この記事をまとめると
■テスラのトレーラーヘッド「セミ」の納車が開始■「セミ」はトレーラーヘッドと呼ばれる車両をEV化したもの
■運送事業者を中心にグローバルでニーズが高まる可能性がある
発表から5年を経て登場したテスラ・セミ!
各種報道によれば、テスラ「セミ」が2022年12月、アメリカの大手飲料メーカーのペプシコ向けに納車が始まった。
「セミ」は、アメリカの長距離トラックで一般的な、トレーラーを牽引するための、いわゆるトレーラーヘッドと呼ばれる車両をEV化したもの。
ちなみに、アメリカでは一般的に「SEMI」を「セミ」とは発音しない人が少なくない。
テスラのホームページによると、テスラ「セミ」のスペックは、リヤアクスル(後輪車軸)に3つの独立したモーターを搭載。加速性能は停止状態から時速60マイル(約96キロ)まで約20秒。満充電での航続距離については、バッテリーパックが300マイル(約480キロ)と500マイル(約800キロ)の二種類がある。

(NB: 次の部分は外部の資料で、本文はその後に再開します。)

//! The `floppyforge` binary: builds and extracts the OS floppy disk images

mod args;
mod commands;
mod prompter;
mod tree;

use clap::Command;
use std::process::ExitCode;

fn cli() -> Command {
    Command::new("floppyforge")
        .about(env!("CARGO_PKG_DESCRIPTION"))
        .version(env!("CARGO_PKG_VERSION"))
        .subcommand_required(true)
        .arg_required_else_help(true)
        .subcommand(commands::create::command())
        .subcommand(commands::copy::command())
        .subcommand(commands::build_floppy::command())
        .subcommand(commands::compile_os::command())
        .subcommand(commands::interactive::command())
}

fn main() -> ExitCode {
    env_logger::init();

    let matches = cli().get_matches();
    let result = match matches.subcommand() {
        Some(("create", sub)) => commands::create::run(sub),
        Some(("copy", sub)) => commands::copy::run(sub),
        Some(("build-floppy", sub)) => commands::build_floppy::run(sub),
        Some(("compile-os", sub)) => commands::compile_os::run(sub),
        Some(("interactive", sub)) => commands::interactive::run(sub),
        _ => unreachable!("a subcommand is required"),
    };

    match result {
        Ok(code) => code,
        Err(err) => {
            eprintln!("error: {err:#}");
            ExitCode::FAILURE
        }
    }
}

#[cfg(test)]
mod tests {
    use super::cli;

    #[test]
    fn command_definition_is_consistent() {
        cli().debug_assert();
    }
}
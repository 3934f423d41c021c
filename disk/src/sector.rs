//! Sector ranges and the fixed floppy geometry

use serde::{Deserialize, Serialize};

// For a standard IBM-formatted double-sided, high-density 3.5" diskette:
// data is recorded on two sides, each side has 80 tracks, each track has
// 18 sectors, and each sector holds 512 bytes.

/// Recording sides on a 3.5" high-density floppy
pub const FLOPPY_SIDE_COUNT: u64 = 2;

/// Tracks per side
pub const FLOPPY_TRACKS_PER_SIDE: u64 = 80;

/// Sectors per track
pub const FLOPPY_SECTORS_PER_TRACK: u64 = 18;

/// Bytes per floppy sector
pub const FLOPPY_BYTES_PER_SECTOR: u64 = 512;

/// Total bytes on a 1.44 MB floppy image (0x168000)
pub const FLOPPY_SIZE: u64 =
    FLOPPY_SIDE_COUNT * FLOPPY_TRACKS_PER_SIDE * FLOPPY_SECTORS_PER_TRACK * FLOPPY_BYTES_PER_SECTOR;

fn floppy_sector_size() -> u64 {
    FLOPPY_BYTES_PER_SECTOR
}

/// A contiguous run of fixed-size sectors on a disk image.
///
/// Pure value type: construction does not validate, and `sector_count`
/// must be nonzero for the derived addresses to be meaningful. Maps built
/// from untrusted input are checked by [`SectorMap::validate`].
///
/// [`SectorMap::validate`]: crate::map::SectorMap::validate
#[derive(Debug, Clone, Copy, PartialEq, Eq, Serialize, Deserialize)]
#[serde(rename_all = "camelCase")]
pub struct SectorRange {
    /// First sector of the range
    pub start_sector: u64,

    /// Number of sectors in the range
    pub sector_count: u64,

    /// Sector size in bytes (512 on a floppy)
    #[serde(default = "floppy_sector_size")]
    pub bytes_per_sector: u64,
}

impl SectorRange {
    /// Creates a range over `sector_count` sectors of `bytes_per_sector` bytes.
    pub fn new(start_sector: u64, sector_count: u64, bytes_per_sector: u64) -> Self {
        Self {
            start_sector,
            sector_count,
            bytes_per_sector,
        }
    }

    /// Creates a range of 512-byte floppy sectors.
    pub fn floppy(start_sector: u64, sector_count: u64) -> Self {
        Self::new(start_sector, sector_count, FLOPPY_BYTES_PER_SECTOR)
    }

    /// Last sector of the range.
    pub fn end_sector(&self) -> u64 {
        self.start_sector + self.sector_count - 1
    }

    /// Byte offset of the range's first sector within the image.
    pub fn start_address(&self) -> u64 {
        self.start_sector * self.bytes_per_sector
    }

    /// Capacity of the range in bytes.
    pub fn total_bytes(&self) -> u64 {
        self.sector_count * self.bytes_per_sector
    }

    /// Whether the byte spans of two ranges intersect.
    pub fn overlaps(&self, other: &SectorRange) -> bool {
        let self_end = self.start_address() + self.total_bytes();
        let other_end = other.start_address() + other.total_bytes();
        self.start_address() < other_end && other.start_address() < self_end
    }
}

充電については、テスラが全米各地の設置を進める「セミチャージャー」によって、約30分間で満充電の70%以上の充電を可能としているという。

欧州の大手トラックメーカーでも大型EVの開発が進んでいる
時計の針を少し戻すと、テスラ「セミ」がワールドプレミアされたのは、いま(2022年12月)から5年近く前である2017年11月16日だ。
この5年間で、テスラを取り巻く社会環境や事情環境は大きく変わった。
乗用車では「モデル3」の販売台数がグローバルで急激に拡大し、また「モデルY」の販売も加わった。

また、2010年代後半にはESG投資の嵐がグローバルで吹き荒れた。ESGとは、従来の財務情報だけではなく環境・社会性・ガバナンスを重視した投資のことで、企業の株価に直結するため企業経営のあり方が大きく変わったといえる。
そうしたなかで、テスラの企業価値が株価として大きく反映され、テスラの時価総額が急拡大した。

また、欧州グリーンディール政策や、アメリカではバイデン大統領が大統領令で自動車の電動化について明言するなど、グローバルでEVシフトが加速している。
このような状況を踏まえると、テスラ「セミ」のニーズは、運送事業者を中心にグローバルで高まる可能性があるかもしれない。さらに、テスラ「セミ」製造コスト面では、他の乗用EVとの部品共有性から、近年の乗用EV販売好調を受けた量産効果が見込めるため、テスラとしての「セミ」事業における収益性が大幅に改善することも見込まれるだろう。

ただし、欧州の大手トラックメーカーでも大型EVの開発が進んでいるため、テスラ「セミ」がトラック市場でひとり勝ちすることは難しいかもしれない。
今後も、EVトラック市場における、テスラ「セミ」の動向をウォッチしていきたい。